Press+ is meant to accommodate all approaches, collect data on how they work and share the results with clients. As with e-commerce systems like PayPal, a consumer who already has a Press+ account will be able to use it to gain access to additional sites without re-entering a credit card number.

“One of the things they’re paying for is convenience and certainty,” Mr. Crovitz said.

Mr. Schreiber said he and his colleagues in Lancaster have no fear of playing guinea pig. If charging online turns out to be a mistake, the paper will just move on to the next experiment.

Given the industry’s troubles, “doing nothing is not an option,” he said. “The sooner we can do it, the sooner we can find something that works.”

Copyright 2010 The New York Times Company

One Comment

  • Paywalls kill website traffic. Decreased website traffic is unattractive to advertisers. The paywall may seem necessary to many publications, but it seems to me to be an old world way of thinking about how media is consumed. It seems that traditional newspapers are slow to come to this realization and are now scrambling.

    “The key is that the internet destroyed the economics of publishing, completely and irrevocably. Whereas printing presses were once incredibly expensive to set up, the cost of publishing on the internet keeps falling asymptotically towards zero. This removes both the competitive advantage and the positive returns to scale print publishers once enjoyed. However, even if society no longer needs newspapers, we still need journalism — and in that seed still lies promise for publishers who can figure out how to come out kicking on the other side of this digital revolution.” – Clay Shirky

    Recently one of our favorite publications, The Portsmouth Herald, announced they will begin charging users to access their website news content. This new fee-based update took effect on November 16. This change has been met with fierce criticism from many loyal SeacoastOnline readers. John Tabor, president of Seacoast Media Group states giving news away for free online while offering the same content in a paid physical paper is “an inherently contradictory and unstable model.” The website currently does not generate enough advertising revenue to cover the costs of maintaining the site and paying Seacoast Media Group’s 33-person news staff, he said. “The truth is that the advertising online will never pay the full cost of the newsroom, nor will a single advertising revenue stream, which is very volatile, supports a lot of local news gathering that we do,” he said.

    In the ever strategic words of Seth Godin “When people talk about the problem with ‘free online’, they’re missing the point. Free is creating lots of attention, but marketers haven’t gotten smart enough to do something profitable with that attention. If someone has commented on your blog or replied to your tweet [or reads your news content], they are paying with their attention. Whilst not being a monetary transaction, that attention must be acknowledged and the relationship built on in order to convert the attention to an action – whether that be clicking through to your website or buying your product or talking about your product/service with someone else (advocacy). Audience members will not sit still for having their time wasted or disregarded. If time is money (and it is) then the audience member is paying with their attention and expects to get their money’s worth.” The following is our take on this internet marketing situation with some ideas to add value to the new paywall based model.
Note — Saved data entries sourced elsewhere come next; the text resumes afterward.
// ---------------------------------------------------------------------------
// Tests
// ---------------------------------------------------------------------------

#[cfg(test)]
mod tests {
    use super::*;
    use crate::dashboard::{DashboardPage, HtmlRenderer};
    use crate::event::{PROBE_LABEL, TARGET_LABEL};
    use std::future::Future;
    use std::sync::atomic::AtomicUsize;
    use std::task::Poll;
    use tokio::time::{sleep, timeout};
    use tokio_test::{assert_pending, assert_ready, task};

    fn config() -> SurfacerConfig {
        SurfacerConfig {
            cache_time_sec: 60,
            ..Default::default()
        }
    }

    fn event(probe: &str, target: &str, total: i64, success: i64) -> EventMetrics {
        EventMetrics::new(Utc::now())
            .add_label(PROBE_LABEL, probe)
            .add_label(TARGET_LABEL, target)
            .add_metric("total", total)
            .add_metric("success", success)
    }

    async fn wait_for(handle: &ProbeStatusHandle, done: impl Fn(&SurfacerStats) -> bool) {
        timeout(Duration::from_secs(2), async {
            while !done(&handle.stats()) {
                sleep(Duration::from_millis(5)).await;
            }
        })
        .await
        .expect("timed out waiting for the actor");
    }

    fn build(cfg: &SurfacerConfig, renderer: impl Renderer) -> (ProbeStatus, ProbeStatusHandle) {
        ProbeStatus::new(cfg, ProcessInfo::current(), renderer).unwrap()
    }

    async fn poll_until_ready<F: Future>(t: &mut task::Spawn<F>) -> F::Output {
        for _ in 0..400 {
            if let Poll::Ready(out) = t.poll() {
                return out;
            }
            sleep(Duration::from_millis(5)).await;
        }
        panic!("future never completed");
    }

    struct Counting {
        calls: Arc<AtomicUsize>,
    }

    impl Renderer for Counting {
        fn render(&self, page: &DashboardPage) -> Result<String, StatusError> {
            self.calls.fetch_add(1, Ordering::SeqCst);
            HtmlRenderer.render(page)
        }
    }

    struct Failing;

    impl Renderer for Failing {
        fn render(&self, _page: &DashboardPage) -> Result<String, StatusError> {
            Err(StatusError::Render("template exploded".into()))
        }
    }

    #[tokio::test]
    async fn test_written_events_show_up_on_the_page() {
        let (actor, handle) = build(&config(), HtmlRenderer);
        let cancel = CancellationToken::new();
        let _task = actor.spawn(cancel.clone());

        handle.write(event("http", "example.com", 10, 9));
        wait_for(&handle, |s| s.events_accepted == 1).await;

        let page = handle.query().await.unwrap();
        let html = String::from_utf8(page.to_vec()).unwrap();
        assert!(html.contains("Probe: http"));
        assert!(html.contains("example.com"));
        cancel.cancel();
    }

    #[tokio::test]
    async fn test_invalid_events_are_discarded() {
        let (actor, handle) = build(&config(), HtmlRenderer);
        let cancel = CancellationToken::new();
        let _task = actor.spawn(cancel.clone());

        handle.write(event("sysvars", "", 1, 1));
        handle.write(EventMetrics::new(Utc::now()).add_label(PROBE_LABEL, "http"));
        wait_for(&handle, |s| s.events_discarded == 2).await;
        assert_eq!(handle.stats().events_accepted, 0);
        cancel.cancel();
    }

    #[tokio::test]
    async fn test_full_event_queue_drops_without_blocking() {
        let cfg = SurfacerConfig {
            event_buffer_size: 3,
            ..config()
        };
        // Actor deliberately not running so the queue fills up.
        let (_actor, handle) = build(&cfg, HtmlRenderer);
        for i in 0..4 {
            handle.write(event("http", &format!("t{i}"), 1, 1));
        }
        let stats = handle.stats();
        assert_eq!(stats.events_queued, 3);
        assert_eq!(stats.events_dropped, 1);
        assert_eq!(handle.queued_events(), 3);
    }

    #[tokio::test]
    async fn test_cardinality_cap_counts_one_warning() {
        let cfg = SurfacerConfig {
            max_targets_per_probe: 2,
            ..config()
        };
        let (actor, handle) = build(&cfg, HtmlRenderer);
        let cancel = CancellationToken::new();
        let _task = actor.spawn(cancel.clone());

        for target in ["A", "B", "C", "D"] {
            handle.write(event("http", target, 1, 1));
        }
        wait_for(&handle, |s| s.events_accepted + s.targets_dropped == 4).await;
        let stats = handle.stats();
        assert_eq!(stats.events_accepted, 2);
        assert_eq!(stats.targets_dropped, 2);
        assert_eq!(stats.capacity_warnings, 1);
        cancel.cancel();
    }

    #[tokio::test]
    async fn test_cached_page_is_reused_without_rerendering() {
        let calls = Arc::new(AtomicUsize::new(0));
        let renderer = Counting {
            calls: Arc::clone(&calls),
        };
        let (actor, handle) = build(&config(), renderer);
        let cancel = CancellationToken::new();
        let _task = actor.spawn(cancel.clone());

        handle.write(event("http", "a", 4, 3));
        wait_for(&handle, |s| s.events_accepted == 1).await;

        let first = handle.query().await.unwrap();
        handle.write(event("http", "b", 4, 3));
        wait_for(&handle, |s| s.events_accepted == 2).await;
        let second = handle.query().await.unwrap();

        assert_eq!(first, second);
        assert_eq!(calls.load(Ordering::SeqCst), 1);
        assert_eq!(handle.stats().cache_hits, 1);
        cancel.cancel();
    }

    #[tokio::test]
    async fn test_zero_cache_age_rerenders() {
        let calls = Arc::new(AtomicUsize::new(0));
        let renderer = Counting {
            calls: Arc::clone(&calls),
        };
        let cfg = SurfacerConfig {
            cache_time_sec: 0,
            ..config()
        };
        let (actor, handle) = build(&cfg, renderer);
        let cancel = CancellationToken::new();
        let _task = actor.spawn(cancel.clone());

        handle.query().await.unwrap();
        sleep(Duration::from_millis(5)).await;
        handle.query().await.unwrap();
        assert_eq!(calls.load(Ordering::SeqCst), 2);
        cancel.cancel();
    }

    #[tokio::test]
    async fn test_render_failure_does_not_stop_the_actor() {
        let (actor, handle) = build(&config(), Failing);
        let cancel = CancellationToken::new();
        let task = actor.spawn(cancel.clone());

        assert!(matches!(handle.query().await, Err(StatusError::Render(_))));
        handle.write(event("http", "a", 1, 1));
        wait_for(&handle, |s| s.events_accepted == 1).await;
        assert!(matches!(handle.query().await, Err(StatusError::Render(_))));

        let stats = handle.stats();
        assert_eq!(stats.render_failures, 2);
        assert_eq!(stats.queries_served, 2);
        assert!(!task.is_finished());
        cancel.cancel();
    }

    #[tokio::test]
    async fn test_query_waits_for_the_actor() {
        let (actor, handle) = build(&config(), HtmlRenderer);
        let mut pending = task::spawn(handle.query());
        assert_pending!(pending.poll());

        let cancel = CancellationToken::new();
        let _task = actor.spawn(cancel.clone());
        for _ in 0..200 {
            if pending.is_woken() {
                break;
            }
            sleep(Duration::from_millis(5)).await;
        }
        let page = assert_ready!(pending.poll()).unwrap();
        assert!(page.starts_with(b"<!DOCTYPE html>"));
        cancel.cancel();
    }

    #[tokio::test]
    async fn test_full_query_queue_blocks_callers_in_order() {
        let cfg = SurfacerConfig {
            query_queue_size: 1,
            ..config()
        };
        let (actor, handle) = build(&cfg, HtmlRenderer);

        // First query takes the only slot, second waits for room.
        let mut first = task::spawn(handle.query());
        let mut second = task::spawn(handle.query());
        assert_pending!(first.poll());
        assert_pending!(second.poll());
        assert_pending!(second.poll());
        assert_eq!(handle.stats(), SurfacerStats::default());

        let cancel = CancellationToken::new();
        let _task = actor.spawn(cancel.clone());

        let page = poll_until_ready(&mut first).await.unwrap();
        assert!(page.starts_with(b"<!DOCTYPE html>"));
        assert_pending!(second.poll());
        assert_eq!(handle.stats().queries_served, 1);

        let page = poll_until_ready(&mut second).await.unwrap();
        assert!(page.starts_with(b"<!DOCTYPE html>"));
        let stats = handle.stats();
        assert_eq!(stats.queries_served, 2);
        assert_eq!(stats.render_failures, 0);
        assert_eq!(stats.events_dropped, 0);
        cancel.cancel();
    }

    #[tokio::test]
    async fn test_cancellation_stops_the_loop() {
        let (actor, handle) = build(&config(), HtmlRenderer);
        let cancel = CancellationToken::new();
        let task = actor.spawn(cancel.clone());

        cancel.cancel();
        timeout(Duration::from_secs(1), task).await.unwrap().unwrap();

        assert!(matches!(handle.query().await, Err(StatusError::Stopped)));
        handle.write(event("http", "a", 1, 1));
        assert_eq!(handle.stats().events_dropped, 1);
    }

    #[tokio::test]
    async fn test_dropping_all_handles_stops_the_loop() {
        let (actor, handle) = build(&config(), HtmlRenderer);
        let task = actor.spawn(CancellationToken::new());
        drop(handle);
        timeout(Duration::from_secs(1), task).await.unwrap().unwrap();
    }

    #[test]
    fn test_new_rejects_invalid_config() {
        let cfg = SurfacerConfig {
            timeseries_size: 0,
            ..Default::default()
        };
        assert!(ProbeStatus::new(&cfg, ProcessInfo::current(), HtmlRenderer).is_err());
    }

    #[tokio::test]
    async fn test_handler_methods() {
        let (actor, handle) = build(&config(), HtmlRenderer);
        let cancel = CancellationToken::new();
        let _task = actor.spawn(cancel.clone());
        let mut router = Router::new();
        handle.register(&mut router).unwrap();

        let ok = router.dispatch(Request::new("GET", "/probestatus")).await;
        assert_eq!(ok.status, 200);
        assert!(ok.body.starts_with(b"<!DOCTYPE html>"));

        let post = router.dispatch(Request::new("POST", "/probestatus")).await;
        assert_eq!(post.status, 405);
        assert!(post.headers.contains(&("Allow", "GET".to_string())));

        assert!(handle.register(&mut router).is_err());
        cancel.cancel();
    }

    #[tokio::test]
    async fn test_handler_render_failure_is_empty_500() {
        let (actor, handle) = build(&config(), Failing);
        let cancel = CancellationToken::new();
        let _task = actor.spawn(cancel.clone());
        let mut router = Router::new();
        handle.register(&mut router).unwrap();

        let resp = router.dispatch(Request::new("GET", "/probestatus")).await;
        assert_eq!(resp.status, 500);
        assert!(resp.body.is_empty());
        cancel.cancel();
    }
}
    As John Tabor stated giving news away for free online while offering the same content in a paid physical paper is “an inherently contradictory and unstable model.” Are we again focusing on the wrong part of the equation? Instead of stating that offering news for free online is what makes charging for physical newspapers an unstable model, does it make more sense to argue that continuing to run a print publication with a 33 person news staff is an unstable model? Is benevolently pushing forward a print publication simply delaying the inevitable? Is it time to rethink the business model entirely?